What is being asked
Below are records; copy every line in them that holds the word "expected".

**** Study material ****

//! Back-end-facing intermediate representations for Workman.
//!
//! Two layers, both produced by `workman-compiler` and both immutable
//! once built:
//!
//! - [`core`] - a desugared expression tree (explicit lambdas, lets,
//!   match trees, primitive operators). Types and node identities from
//!   the front end are carried through.
//! - [`mir`] - machine-oriented form: ANF instructions in basic blocks,
//!   constructors laid out as integer-tagged records, pattern matches
//!   compiled away.
//!
//! Both serialize with `serde`; the contract with back ends is that node
//! IDs, spans, tag-table order, export visibility, and constructor
//! arities survive a round trip.

pub mod core;
pub mod mir;
pub mod prim;

#[cfg(test)]
mod core_tests;

pub use prim::PrimOp;

/// Structural defects found by [`mir::validate`].
#[derive(Debug, Clone, thiserror::Error)]
pub enum IrError {
    #[error("tag table for `{type_name}` is not dense: constructor `{ctor}` has tag {tag}, expected {expected}")]
    TagNotDense {
        type_name: String,
        ctor: String,
        tag: u32,
        expected: u32,
    },

    #[error("function `{function}` assigns `{name}` more than once")]
    Reassignment { function: String, name: String },

    #[error("function `{function}` rebinds `{name}` but is not self-recursive")]
    RebindOutsideLoop { function: String, name: String },

    #[error("function `{function}` references undefined block {label}")]
    UnknownBlock { function: String, label: mir::BlockLabel },

    #[error("function `{function}` reads `{name}` before any definition")]
    UndefinedValue { function: String, name: String },
}
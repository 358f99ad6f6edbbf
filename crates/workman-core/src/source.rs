//! Source-file registry.

use serde::{Deserialize, Serialize};

/// Identifies a registered source file.
#[derive(Clone, Copy, PartialEq, Eq, Hash, Debug, Serialize, Deserialize)]
pub struct SourceId(u32);

impl SourceId {
    #[inline]
    pub fn from_raw(index: u32) -> Self {
        Self(index)
    }

    #[inline]
    pub fn as_u32(self) -> u32 {
        self.0
    }

    #[inline]
    pub fn index(self) -> usize {
        self.0 as usize
    }
}

/// A registered source file: path plus full text.
#[derive(Debug, Clone)]
pub struct SourceFile {
    pub path: String,
    pub text: String,
}

/// Registry mapping [`SourceId`] to file path and text.
///
/// Spans are byte offsets into a single file, so every diagnostic needs
/// the owning `SourceId` to be renderable. The map is append-only;
/// IDs are the insertion index.
#[derive(Debug, Clone, Default)]
pub struct SourceMap {
    files: Vec<SourceFile>,
}

impl SourceMap {
    pub fn new() -> Self {
        Self::default()
    }

    pub fn insert(&mut self, path: impl Into<String>, text: impl Into<String>) -> SourceId {
        let id = SourceId(self.files.len() as u32);
        self.files.push(SourceFile {
            path: path.into(),
            text: text.into(),
        });
        id
    }

    pub fn get(&self, id: SourceId) -> &SourceFile {
        &self.files[id.index()]
    }

    pub fn try_get(&self, id: SourceId) -> Option<&SourceFile> {
        self.files.get(id.index())
    }

    /// Look up a file by path. Paths are compared verbatim.
    pub fn find(&self, path: &str) -> Option<SourceId> {
        self.files
            .iter()
            .position(|f| f.path == path)
            .map(|i| SourceId(i as u32))
    }

    pub fn len(&self) -> usize {
        self.files.len()
    }

    pub fn is_empty(&self) -> bool {
        self.files.is_empty()
    }

    pub fn iter(&self) -> impl Iterator<Item = (SourceId, &SourceFile)> {
        self.files
            .iter()
            .enumerate()
            .map(|(i, f)| (SourceId(i as u32), f))
    }
}
//! Per-connection conversion context.
//!
//! The connection owns a [`CastContext`] and lends it to every cast. Casts only
//! read it; text converters use it to decode bytes and to decide what to do
//! with bytes that are not valid in the client encoding.

use std::borrow::Cow;
use std::fmt;
use std::str::FromStr;

use crate::error::{Error, Result};

/// Client encoding reported by the server (`client_encoding` parameter).
#[derive(Debug, Clone, Copy, PartialEq, Eq, Default)]
pub enum ClientEncoding {
    /// UTF-8
    #[default]
    Utf8,
    /// 7-bit ASCII; bytes above 0x7F are rejected
    SqlAscii,
    /// ISO-8859-1, every byte maps to the code point of the same value
    Latin1,
}

impl ClientEncoding {
    /// Server-side name of the encoding.
    pub fn name(self) -> &'static str {
        match self {
            ClientEncoding::Utf8 => "UTF8",
            ClientEncoding::SqlAscii => "SQL_ASCII",
            ClientEncoding::Latin1 => "LATIN1",
        }
    }
}

impl fmt::Display for ClientEncoding {
    fn fmt(&self, f: &mut fmt::Formatter<'_>) -> fmt::Result {
        f.write_str(self.name())
    }
}

impl FromStr for ClientEncoding {
    type Err = Error;

    /// Parse a server encoding name. Case and `-`/`_` separators are ignored.
    fn from_str(s: &str) -> Result<Self> {
        let normalized: String = s
            .chars()
            .filter(|c| *c != '-' && *c != '_')
            .map(|c| c.to_ascii_uppercase())
            .collect();
        match normalized.as_str() {
            "UTF8" | "UNICODE" => Ok(ClientEncoding::Utf8),
            "SQLASCII" | "ASCII" => Ok(ClientEncoding::SqlAscii),
            "LATIN1" | "ISO88591" => Ok(ClientEncoding::Latin1),
            _ => Err(Error::Unsupported(format!("client encoding {:?}", s))),
        }
    }
}

/// What a text cast does with bytes that are invalid in the client encoding.
#[derive(Debug, Clone, Copy, PartialEq, Eq, Default)]
pub enum DecodeErrors {
    /// Fail the cast with [`Error::Decoding`]
    #[default]
    Strict,
    /// Substitute U+FFFD and log a warning
    Replace,
}

impl FromStr for DecodeErrors {
    type Err = Error;

    fn from_str(s: &str) -> Result<Self> {
        match s {
            "strict" => Ok(DecodeErrors::Strict),
            "replace" => Ok(DecodeErrors::Replace),
            _ => Err(Error::InvalidUsage(format!(
                "invalid decode_errors: {} (expected strict or replace)",
                s
            ))),
        }
    }
}

/// Read-only state a connection hands to every cast.
#[derive(Debug, Clone, Copy, PartialEq, Eq, Default)]
pub struct CastContext {
    encoding: ClientEncoding,
    errors: DecodeErrors,
}

impl CastContext {
    /// Context for a connection using `encoding`, failing on invalid bytes.
    pub const fn new(encoding: ClientEncoding) -> Self {
        Self {
            encoding,
            errors: DecodeErrors::Strict,
        }
    }

    /// Replace the decode-error policy.
    pub const fn with_decode_errors(mut self, errors: DecodeErrors) -> Self {
        self.errors = errors;
        self
    }

    /// Active client encoding.
    pub const fn encoding(&self) -> ClientEncoding {
        self.encoding
    }

    /// Active decode-error policy.
    pub const fn decode_errors(&self) -> DecodeErrors {
        self.errors
    }

    /// Decode `bytes` in the client encoding.
    ///
    /// Borrows when the bytes are already valid UTF-8 text.
    pub fn decode<'a>(&self, bytes: &'a [u8]) -> Result<Cow<'a, str>> {
        match self.encoding {
            ClientEncoding::Utf8 => match simdutf8::compat::from_utf8(bytes) {
                Ok(s) => Ok(Cow::Borrowed(s)),
                Err(e) => self.report(format!(
                    "invalid byte sequence at offset {}",
                    e.valid_up_to()
                ))
                .map(|()| String::from_utf8_lossy(bytes)),
            },
            ClientEncoding::SqlAscii => match bytes.iter().position(|b| !b.is_ascii()) {
                // ASCII is a subset of UTF-8
                None => simdutf8::basic::from_utf8(bytes)
                    .map(Cow::Borrowed)
                    .map_err(|_| self.failure("invalid ASCII".into())),
                Some(pos) => self
                    .report(format!(
                        "byte 0x{:02x} at offset {} is not ASCII",
                        bytes[pos], pos
                    ))
                    .map(|()| {
                        Cow::Owned(
                            bytes
                                .iter()
                                .map(|&b| if b.is_ascii() { b as char } else { '\u{FFFD}' })
                                .collect(),
                        )
                    }),
            },
            ClientEncoding::Latin1 => {
                if bytes.is_ascii() {
                    simdutf8::basic::from_utf8(bytes)
                        .map(Cow::Borrowed)
                        .map_err(|_| self.failure("invalid ASCII".into()))
                } else {
                    Ok(Cow::Owned(bytes.iter().map(|&b| char::from(b)).collect()))
                }
            }
        }
    }

    /// Apply the decode-error policy. `Ok(())` means continue with replacement.
    fn report(&self, message: String) -> Result<()> {
        match self.errors {
            DecodeErrors::Strict => Err(self.failure(message)),
            DecodeErrors::Replace => {
                tracing::warn!(encoding = %self.encoding, "{}; replacing", message);
                Ok(())
            }
        }
    }

    fn failure(&self, message: String) -> Error {
        Error::Decoding {
            encoding: self.encoding,
            message,
        }
    }
}

#[cfg(test)]
mod tests {
    use super::*;

    #[test]
    fn test_encoding_names() {
        assert_eq!("UTF8".parse::<ClientEncoding>().unwrap(), ClientEncoding::Utf8);
        assert_eq!("unicode".parse::<ClientEncoding>().unwrap(), ClientEncoding::Utf8);
        assert_eq!(
            "SQL_ASCII".parse::<ClientEncoding>().unwrap(),
            ClientEncoding::SqlAscii
        );
        assert_eq!(
            "iso-8859-1".parse::<ClientEncoding>().unwrap(),
            ClientEncoding::Latin1
        );
        assert!("EUC_JP".parse::<ClientEncoding>().is_err());
    }

    #[test]
    fn test_utf8_borrows() {
        let ctx = CastContext::default();
        let s = ctx.decode("héllo".as_bytes()).unwrap();
        assert!(matches!(s, Cow::Borrowed("héllo")));
    }

    #[test]
    fn test_utf8_strict() {
        let ctx = CastContext::default();
        let err = ctx.decode(b"ab\xffcd").unwrap_err();
        assert!(matches!(
            err,
            Error::Decoding {
                encoding: ClientEncoding::Utf8,
                ..
            }
        ));
    }

    #[test]
    fn test_utf8_replace() {
        let ctx = CastContext::default().with_decode_errors(DecodeErrors::Replace);
        assert_eq!(ctx.decode(b"ab\xffcd").unwrap(), "ab\u{FFFD}cd");
    }

    #[test]
    fn test_ascii() {
        let ctx = CastContext::new(ClientEncoding::SqlAscii);
        assert_eq!(ctx.decode(b"plain").unwrap(), "plain");
        assert!(ctx.decode(b"caf\xe9").is_err());
        let lossy = ctx.with_decode_errors(DecodeErrors::Replace);
        assert_eq!(lossy.decode(b"caf\xe9").unwrap(), "caf\u{FFFD}");
    }

    #[test]
    fn test_latin1() {
        let ctx = CastContext::new(ClientEncoding::Latin1);
        assert_eq!(ctx.decode(b"caf\xe9").unwrap(), "caf\u{e9}");
    }
}
//! OID to cast dispatch.

use std::collections::HashMap;
use std::sync::Arc;

use tracing::debug;

use crate::cast::{
    BinaryCast, BooleanCast, BytesCast, Cast, DecimalCast, DecimalSupport, FloatCast, IntegerCast,
    LongIntegerCast, UnicodeCast,
};
use crate::context::CastContext;
use crate::error::{Error, Result};
use crate::field::RawField;
use crate::oid::{self, Oid};
use crate::opts::{CastOpts, TemporalBackend, TextModel};
use crate::temporal::{DateCast, IntervalCast, TimeCast};
use crate::value::Value;

/// Shared handle to a cast.
pub type CastRef = Arc<dyn Cast>;

/// Immutable mapping from type OIDs to casts.
///
/// Built once from [`CastOpts`]. OIDs that share a cast share the same
/// instance, so [`Arc::ptr_eq`] holds between them.
#[derive(Debug, Clone)]
pub struct CastTable {
    by_oid: HashMap<Oid, CastRef>,
    by_name: HashMap<&'static str, CastRef>,
    fallback: CastRef,
    temporal_backend: TemporalBackend,
    decimal_support: DecimalSupport,
}

impl Default for CastTable {
    fn default() -> Self {
        Self::new(&CastOpts::default())
    }
}

impl CastTable {
    /// Table with the built-in casts.
    pub fn new(opts: &CastOpts) -> Self {
        CastTableBuilder::new(opts).build()
    }

    /// Builder with the built-in casts, for adding or overriding OIDs.
    pub fn builder(opts: &CastOpts) -> CastTableBuilder {
        CastTableBuilder::new(opts)
    }

    /// Cast for `oid`.
    pub fn resolve(&self, oid: Oid) -> Result<&CastRef> {
        self.by_oid.get(&oid).ok_or_else(|| {
            debug!(oid, "no cast registered");
            Error::UnknownType(oid)
        })
    }

    /// Cast for `oid`, or the raw bytes cast when none is registered.
    pub fn resolve_or_bytes(&self, oid: Oid) -> &CastRef {
        self.by_oid.get(&oid).unwrap_or(&self.fallback)
    }

    /// Cast registered under `name` (`INTEGER`, `ROWID`, `STRING`, ...).
    pub fn named(&self, name: &str) -> Option<&CastRef> {
        self.by_name.get(name)
    }

    /// Resolve and cast in one step.
    ///
    /// NULL yields [`Value::Null`] even for an unknown OID.
    pub fn cast(&self, oid: Oid, field: RawField<'_>, ctx: &CastContext) -> Result<Value> {
        if field.is_null() {
            return Ok(Value::Null);
        }
        self.resolve(oid)?.cast(field, ctx)
    }

    pub fn contains(&self, oid: Oid) -> bool {
        self.by_oid.contains_key(&oid)
    }

    /// Number of OIDs with a cast.
    pub fn len(&self) -> usize {
        self.by_oid.len()
    }

    pub fn is_empty(&self) -> bool {
        self.by_oid.is_empty()
    }

    pub fn temporal_backend(&self) -> TemporalBackend {
        self.temporal_backend
    }

    pub fn decimal_support(&self) -> DecimalSupport {
        self.decimal_support
    }
}

/// Builds a [`CastTable`]. Later registrations override earlier ones.
#[derive(Debug)]
pub struct CastTableBuilder {
    by_oid: HashMap<Oid, CastRef>,
    by_name: HashMap<&'static str, CastRef>,
    fallback: CastRef,
    temporal_backend: TemporalBackend,
    decimal_support: DecimalSupport,
    text_model: TextModel,
}

impl CastTableBuilder {
    /// Builder preloaded with the built-in casts.
    pub fn new(opts: &CastOpts) -> Self {
        let decimal_support = DecimalSupport::detect(opts.decimal);
        let bytes = shared(BytesCast);
        let mut builder = Self {
            by_oid: HashMap::new(),
            by_name: HashMap::new(),
            fallback: Arc::clone(&bytes),
            temporal_backend: opts.temporal_backend,
            decimal_support,
            text_model: opts.text_model,
        };
        builder.install_builtins(&bytes);
        builder
    }

    /// Map `oids` to `cast` and make it reachable as `name`.
    pub fn register(mut self, name: &'static str, oids: &[Oid], cast: CastRef) -> Self {
        self.install(name, oids, &cast);
        self
    }

    /// Freeze the table.
    pub fn build(self) -> CastTable {
        debug!(
            backend = self.temporal_backend.name(),
            decimal = ?self.decimal_support,
            text_model = ?self.text_model,
            oids = self.by_oid.len(),
            "cast table built"
        );
        CastTable {
            by_oid: self.by_oid,
            by_name: self.by_name,
            fallback: self.fallback,
            temporal_backend: self.temporal_backend,
            decimal_support: self.decimal_support,
        }
    }

    fn install(&mut self, name: &'static str, oids: &[Oid], cast: &CastRef) {
        for &oid in oids {
            self.by_oid.insert(oid, Arc::clone(cast));
        }
        self.by_name.insert(name, Arc::clone(cast));
    }

    fn install_builtins(&mut self, bytes: &CastRef) {
        const STRING_OIDS: &[Oid] = &[
            oid::CHAR,
            oid::NAME,
            oid::TEXT,
            oid::UNKNOWN,
            oid::BPCHAR,
            oid::VARCHAR,
        ];

        let integer = shared(IntegerCast);
        let float = shared(FloatCast);
        let unicode = shared(UnicodeCast);
        let date = shared(DateCast::new(self.temporal_backend));

        self.install("INTEGER", &[oid::INT2, oid::INT4], &integer);
        self.install("LONGINTEGER", &[oid::INT8], &shared(LongIntegerCast));
        self.install("FLOAT", &[oid::FLOAT4, oid::FLOAT8], &float);
        self.install("NUMBER", &[], &float);
        self.install(
            "DECIMAL",
            &[oid::NUMERIC],
            &shared(DecimalCast::new(self.decimal_support)),
        );
        self.install("UNICODE", &[], &unicode);
        self.install("BYTES", &[], bytes);
        let string = match self.text_model {
            TextModel::Text => &unicode,
            TextModel::Bytes => bytes,
        };
        self.install("STRING", STRING_OIDS, string);
        self.install("BOOLEAN", &[oid::BOOL], &shared(BooleanCast));
        self.install("DATE", &[oid::DATE], &date);
        self.install("DATETIME", &[oid::TIMESTAMP, oid::TIMESTAMPTZ], &date);
        self.install(
            "TIME",
            &[oid::TIME, oid::TIMETZ],
            &shared(TimeCast::new(self.temporal_backend)),
        );
        self.install(
            "INTERVAL",
            &[oid::TINTERVAL, oid::INTERVAL],
            &shared(IntervalCast::new(self.temporal_backend)),
        );
        self.install("BINARY", &[oid::BYTEA], &shared(BinaryCast));
        self.install("ROWID", &[oid::OID], &integer);
    }
}

fn shared<C: Cast + 'static>(cast: C) -> CastRef {
    Arc::new(cast)
}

****

Answer to the problem
    #[error("tag table for `{type_name}` is not dense: constructor `{ctor}` has tag {tag}, expected {expected}")]
        expected: u32,
                "invalid decode_errors: {} (expected strict or replace)",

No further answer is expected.